Friday, January 20, 2012

Resilient Confidence

I find being human a fascinating practice in surprises.  Today is a great example.  I woke up with a migraine.  I get one every month or two.  Usually at the intersection of dehydrated and stressed out.  LOL

I have, in the past, increased my suffering by anguishing over the lost time, listing all the things that won't get done that day, resisting my state of health or illness in general.  Today I managed to dodge all those follies.  Instead, I checked in with Zander, made sure he had what he needed for his morning, then I went back to sleep.  Drifted in between snoozing and meditative contemplation, actually.

And when I woke again, it was noon and I felt much better.  That was my first surprise.

Then I reminded Zander that we had a great opportunity for social time at a weekly park gathering for home school children.  As much as Zander is often happy to spend time alone with his projects, his social interaction battery runs out pretty readily, so it's in our best interests to keep him visiting other kids.  Only, in this case, that involved driving on a hazy bright afternoon.  And just walking from the house to the truck was a piercing reminder that the headache was only on break, not gone home.

Some thoughts crossed my mind, of skipping the drive and the park.  Of calling someone to get Zander to his father this afternoon.  But after a queasy moment or two, I knew I wanted the time with him.  Our end of the week travel time is also our check in for the weekend and plans for next week time.  So I drove.  The sunglasses helped.

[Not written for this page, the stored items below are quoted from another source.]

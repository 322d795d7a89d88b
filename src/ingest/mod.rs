//! Voice-reply ingestion pipeline.
//!
//! Audio replies posted under a study's mirror message flow through two
//! decoupled stages:
//!
//! 1. **WebhookIntake**: maps inbound provider updates to queued jobs
//! 2. **JobPoller**: timer-driven consumer that downloads the audio,
//!    attaches it to the study, and refreshes the mirror
//!
//! # Architecture
//!
//! ```text
//! provider update → WebhookIntake → pending_voice → JobPoller → MediaStore
//!                                                       ↓
//!                                                MessageSyncer.edit
//! ```
//!
//! The intake only persists intent; all slow I/O lives in the poller.

pub mod poller;
pub mod webhook;

use chrono::{DateTime, Utc};

// Re-export key types
pub use poller::{JobPoller, PollerConfig, PollerHandle, TickReport};
pub use webhook::{IgnoreReason, IntakeOutcome, Update, WebhookIntake};

/// Time source for intake deferral and poller eligibility.
///
/// Injectable so tests drive the pipeline without waiting on wall-clock time.
pub trait Clock: Send + Sync {
    fn now(&self) -> DateTime<Utc>;
}

/// Wall-clock time.
#[derive(Debug, Clone, Copy, Default)]
pub struct SystemClock;

impl Clock for SystemClock {
    fn now(&self) -> DateTime<Utc> {
        Utc::now()
    }
}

On the way, he played one of his handheld games, trying three times to beat the bug type gym in his latest Pokemon game.  And managing only to generate a lot of frustration.  His team was underprepared, but he didn't want to do the work to get them ready.  And he's usually the sort to be right on the money about what his group of critters can handle.  Now this sort of situation, where I know he has the resources to solve the problem but isn't using them, often results in me becoming cranky and impatient.

But this time I just felt compassion.  That was my second surprise.

I offered to level up some of his pokemon while he played.  His turn to be surprised.  LOL  He replied, "Do you really want to do that?"  I said yes.  Not that I have any great desire to play on his DS or to learn more about capturing pokemon than I need to stay current with his reality.  But I do have a desire for his happiness, and it seemed a simple enough task to get his team some basic upgrades.  Besides, I already had plans to mostly sit during our park excursion.

So he played with his friends, and I got the team ready for their battle.  And I had a lot of fun, which surprised me.  And I got sufficiently distracted from my discomfort to ignore it completely, which surprised me.  And he beat the gym battle on his first try with his upgraded team.  All happy results.

Now, I'm home again.  Some cleaning to do, some organizing, some things to sell on Craigslist.  My head still hurts.  It doesn't really bother me, though.  It's just a status report my nervous system keeps updating.  It'll probably be gone tomorrow morning.  And then I can explore new surprises.

I feel more comfortable with the not knowing, today.  My confidence in the good will of the Universe is returning.